Development, Stem Cells and Regenerative Medicine Graduate Program

Research Areas

More than 3% of children are born with serious structural defects. Although some congenital defects can be controlled and treated, birth defects are the leading cause of infant mortality in the United States and many children are disabled for life due to developmental disorders. Central to our mission is the development of therapeutics for childhood diseases. Starting with Albert Sabin’s polio vaccine and Dr. Jeffrey Whitsett’s development of surfactant replacement therapy for premature infants to the development of the oral rotavirus vaccine by Drs. Ward and Bernstein, Cincinnati Children's research has changed the outcome for many patients.

Using a variety of model systems and human stem cell-derived organoids, we combine multiple innovative approaches to unravel the molecular mechanisms of normal and abnormal development of all major organ systems and to develop new methods for diagnosis, treatment, and/or prevention of various developmental disorders. Our faculty are actively engaged in drug target identification and validation, the development of therapeutics through virtual and experimental screening techniques, structure-aided drug design, as well as the development of immuno- and gene therapies.
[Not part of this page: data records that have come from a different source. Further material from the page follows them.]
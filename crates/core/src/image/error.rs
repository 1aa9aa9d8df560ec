use thiserror::Error;

/// Errors reported by an [`ObjectStore`](super::ObjectStore).
#[derive(Debug, Error, Clone, PartialEq, Eq)]
pub enum ObjectStoreError {
    #[error("object not found: {key}")]
    NotFound { key: String },

    #[error("object already exists: {key}")]
    AlreadyExists { key: String },

    #[error("object store error: {0}")]
    Provider(String),
}

/// Errors raised while building an object key.
#[derive(Debug, Error, Clone, PartialEq, Eq)]
pub enum ImageKeyError {
    #[error("file name cannot be empty")]
    EmptyFileName,

    #[error("file name cannot contain '/': {0}")]
    InvalidFileName(String),
}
Moreover, there is a well-developed pipeline to translate these discoveries to clinical trials, with a particular emphasis on pediatric diseases.

Stem cell and organoid medicine is a rapidly evolving field at the intersection of developmental biology, regenerative medicine, and precision therapeutics. Research in this area is both foundational and translational, offering opportunities to explore how human tissues develop, function, and can be repaired or replaced.

Our faculty utilizes stem cells and organoids to model diseases, test drugs, and explore personalized treatments. Several of our faculty are members of the Center for Stem Cell & Organoid Medicine (CuSTOM). The long-term vision for CuSTOM includes generating transplantable tissues to replace damaged organs, offering new hope for children with complex and rare diseases.

Research in this area focuses on the development of the peripheral and central nervous systems and how intrinsic and extrinsic factors cause disease and influence human behavior.

Our neurobiological research is leading to a better understanding of diseases affecting the CNS and PNS.

Many DSRM laboratories use genetics and genomics in their research in a wide variety of ways. The power of next-generation sequencing techniques is often employed in either model systems or directly in clinical populations to gain insight into the mechanisms of development and disease. A major challenge in the current genomics age is to properly interpret these massive datasets and this is an active area of research in the field of bioinformatics.

Our researchers in this group use state-of-the-art technologies to study normal and abnormal cardiac, vascular, and pulmonary function and development in animal model systems and human subjects. We use a wide variety of experimental approaches to identify molecular signals and cellular processes involved in cardiovascular and pulmonary development and disease.

Through a greater understanding of molecular mechanisms, we hope to understand and find ways to treat congenital malformations of the lung and heart, treat cardiovascular disease, improve perinatal pulmonary adaptation in premature babies, and promote pulmonary repair after injury.

The broad goals of this research are to understand the cellular, molecular and genetic mechanisms that drive cancer and immunological disorders. 

Cancer is the leading cause of death in the United States, and dysregulated immune responses are of central importance to the pathogenesis of cancer as well as a wide spectrum of disease (HIV, asthma, coronary artery disease, arthritis, cystic fibrosis, etc).  Collectively, these diseases cause an immense burden of morbidity and mortality in the US and the world at large.

Our researchers in this group investigate how genetic and environmental factors result in cancer and immunological disease through disruption of cellular growth control and organismal development. Collaborative work involving clinicians and laboratory scientists allows access to normal and cancerous human tissues and fosters the development of clinical trials.